By Andrew Atkinson

Spain hopes the number of foreign tourists visiting the country can return this year to half pre-pandemic levels, Tourism Minister Reyes Maroto said on March 22.

“Maybe the ideal goal is to get half of the tourists we had in 2019. This, for the industry, would be an achievement,” said the Minister at a Europa Press news agency conference.

In 2019, Spain had the world’s second highest number of foreign visitors – over 80 million – which plummeted by more than 80% to 19 million tourists in 2020, the lowest level since 1969, as a result of the travel restrictions imposed to curb the coronavirus pandemic.
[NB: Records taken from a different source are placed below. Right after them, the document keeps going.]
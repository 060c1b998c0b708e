//! Small crate-wide convenience macros.

/// Debug-level console logging.  Compiles away in release builds and on
/// non-wasm targets so the pure-logic modules stay runnable under plain
/// `cargo test`.
#[macro_export]
macro_rules! debug_log {
    ($($t:tt)*) => {{
        #[cfg(all(debug_assertions, target_arch = "wasm32"))]
        web_sys::console::debug_1(&format!($($t)*).into());
        #[cfg(not(all(debug_assertions, target_arch = "wasm32")))]
        { let _ = format_args!($($t)*); }
    }};
}

/// Warning-level console logging.  A no-op on native targets, where the
/// `web_sys::console` imports would trap.
#[macro_export]
macro_rules! warn_log {
    ($($t:tt)*) => {{
        #[cfg(target_arch = "wasm32")]
        web_sys::console::warn_1(&format!($($t)*).into());
        #[cfg(not(target_arch = "wasm32"))]
        { let _ = format_args!($($t)*); }
    }};
}

/// Error-level console logging, same target rules as [`warn_log!`].
#[macro_export]
macro_rules! error_log {
    ($($t:tt)*) => {{
        #[cfg(target_arch = "wasm32")]
        web_sys::console::error_1(&format!($($t)*).into());
        #[cfg(not(target_arch = "wasm32"))]
        { let _ = format_args!($($t)*); }
    }};
}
Tourism accounted for around 12% of gross domestic product (GDP) in 2019, one job in eight, that activity plunged in 2020. The industry accounted for between 4% and 5% of Spain’s national output, according to estimates from the Funcas think-tank.

Tens of thousands of German tourists arrived in the Balearic islands, in a boost for tourism that has created controversy here as Spaniards cannot go, due to a travel ban.

German tourists in face masks arrived at Palma airport on March 19, being among the first to arrive after Germany lifted quarantine requirements for travellers returning from the Balearic Islands.

Tourists are still not allowed to stay in hotels or holiday lets in Germany, leaving foreign holidays one of the few options for those wanting to get away.

Arrivals were from Berlin, Frankfurt, Dusseldorf and Hamburg. Passengers had to provide test results not more than 72 hours old at the airport showing they were COVID-free.

German tourists are scheduled to arrive at Alicante-Elche airport for the Easter period, as previously reported by the Leader newspaper.

The present curfew after easing of lockdown restrictions sees the 10pm to 6am curfew remain unaltered.

Hospitality, bar and restaurant terraces and interiors can open until 6pm, with indoor capacity 30% and a maximum of four people per table.

While German tourists can visit Spain, many Spaniards and expats are unable to travel because of a ban on travelling, including a ban between regions over Easter, leaving many up in arms.

The German government still advises against non-essential travel.

The Spanish government is among countries wanting an international vaccine certificate to be ready for the summer season.